Allyl alcohols are converted to the corresponding allyl chlorides via 2,4-dinitrophenyl ether derivatives.10 The allyl alcohol is treated with DNFB in the presence of triethylamine to yield the corresponding 2,4-dinitrophenyl ether, which in turn is treated with Lithium Chloride in HMPA to give the allyl chloride (eq 3).

Deoxygenation of Phenols.

Pirkle11 reported a method for the deoxygenation of phenols via the corresponding 2,4-dinitrophenyl ethers. The method was employed in their investigation of potential analgesic agents, morphinans and isomorphinans, derived from natural sources.12 Treatment of the phenol derivative with DNFB in toluene-DMF using Sodium Hydride as catalyst gave the 2,4-dinitrophenyl ether in high yields. Catalytic hydrogenation to the 2,4-diaminophenyl ether followed by cleavage with Sodium-Ammonia gave the deoxygenation product in an overall yield of 93% (eq 4).

Degradation of Aldose Sugars.

2,4-DNP derivatives of aldose oximes are used in a Wohl degradation to obtain the next lower aldose sugars.13 For example, D-glucose oxime when treated with DNFB in the presence of sodium bicarbonate provides the oxime aryl ether which decomposes to D-arabinose, 2,4-dinitrophenol, and hydrogen cyanide (eq 5).

Thioamide Protection.

6-Thiodeoxyguanosine upon treatment with DNFB in the presence of triethylamine in acetonitrile give the S-2,4-DNP derivative.14 Deprotection to thiocarbonyl can be achieved simply by treating with 2-Mercaptoethanol at room temperature (eq 6). Such S-2,4-DNP functionalities can also be transformed to free amino, methylamino, methoxy, and oxo groups.
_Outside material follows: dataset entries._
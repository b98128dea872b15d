//! Request error types with HTTP status code mapping.
//!
//! [`DiagError`] is the central error type for handlers. Client mistakes
//! map to `400 Bad Request` with a short plain-text body; server-side
//! failures map to `500` and keep their details in the log only.

use axum::http::StatusCode;
use axum::response::{IntoResponse, Response};

use crate::domain::DurationError;

/// Body sent with every `500` response.
pub const INTERNAL_ERROR_BODY: &str = "internal server error";

/// Handler error enum with HTTP status code mapping.
///
/// | Variant             | HTTP Status               |
/// |---------------------|---------------------------|
/// | `InvalidStatusCode` | 400 Bad Request           |
/// | `InvalidDuration`   | 400 Bad Request           |
/// | `DurationTooLong`   | 400 Bad Request           |
/// | `Template`          | 500 Internal Server Error |
#[derive(Debug, thiserror::Error)]
pub enum DiagError {
    /// Status path segment is not an integer with a known reason phrase.
    #[error("invalid status code")]
    InvalidStatusCode,

    /// Exec-time path segment could not be parsed.
    #[error("invalid duration")]
    InvalidDuration(#[source] DurationError),

    /// Requested exec time exceeds the allowed maximum.
    #[error("execution time must under {max_secs} second")]
    DurationTooLong {
        /// Maximum accepted duration in whole seconds.
        max_secs: u64,
    },

    /// HTML template could not be loaded or rendered.
    #[error("template error: {0}")]
    Template(String),
}

impl DiagError {
    /// Returns the HTTP status code for this variant.
    #[must_use]
    pub const fn status_code(&self) -> StatusCode {
        match self {
            Self::InvalidStatusCode | Self::InvalidDuration(_) | Self::DurationTooLong { .. } => {
                StatusCode::BAD_REQUEST
            }
            Self::Template(_) => StatusCode::INTERNAL_SERVER_ERROR,
        }
    }
}

impl From<DurationError> for DiagError {
    fn from(err: DurationError) -> Self {
        Self::InvalidDuration(err)
    }
}

impl From<minijinja::Error> for DiagError {
    fn from(err: minijinja::Error) -> Self {
        Self::Template(err.to_string())
    }
}

impl IntoResponse for DiagError {
    fn into_response(self) -> Response {
        let status = self.status_code();
        if status.is_server_error() {
            tracing::error!(error = %self, "request failed");
            (status, INTERNAL_ERROR_BODY).into_response()
        } else {
            tracing::debug!(error = %self, "rejected request");
            (status, self.to_string()).into_response()
        }
    }
}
1. (a) Sanger, F. BJ 1945, 39, 507; 1946, 40, 261; 1949, 45, 563. (b) Porter, R. R.; Sanger, F. BJ 1948, 42, 287.
2. Nyquist, H. L.; Davenport, D. A.; Han, P. Y.; Shih, J. G.; Speechly, T. G. JOC 1992, 57, 1449.
3. Bolton, E. C.; Thomson, G. A.; Milburn, G. H. W. JCR(S) 1992, 210.
4. Lloyd, P. F.; Stacey, M. T 1960, 9, 116.
5. (a) Wolfrom, M. L.; Carg, H. G.; Horton, D. JOC 1965, 30, 1556. (b) Wolfrom, M. L.; Bhat, H. B. JOC 1967, 32, 2757.
6. Valli, M. J.; Tang, Y.; Kosh, J. W.; Chapman, Jr., J. M.; Sowell, Sr., W. J. JMC 1992, 35, 3141.
7. Reinheimer, J. D.; Douglass, J. P.; Leister, H. L.; Voelkel, M. B. JOC 1957, 22, 1743.
8. Wolfrom, M. L.; Juliano, B. O.; Toy, M. S.; Chaney, A. JACS 1959, 81, 1446.
9. Astin, K. B.; Musaad, N. S. JOC 1987, 52, 2106.
10. Czernecki, S.; Georgoulis, C. BSF(2) 1975, 405.
11. Pirkle, W. H.; Zabriskie, J. L. JOC 1964, 29, 3124.
12. Pirkle, W. H.; Gates, M. JOC 1965, 30, 1769.
13. Weygand, F.; Löwenfeld, R. CB 1950, 83, 559.
14. Xu, Y.-Z.; Zheng, Q.; Swann, P. F. T 1992, 48, 1729.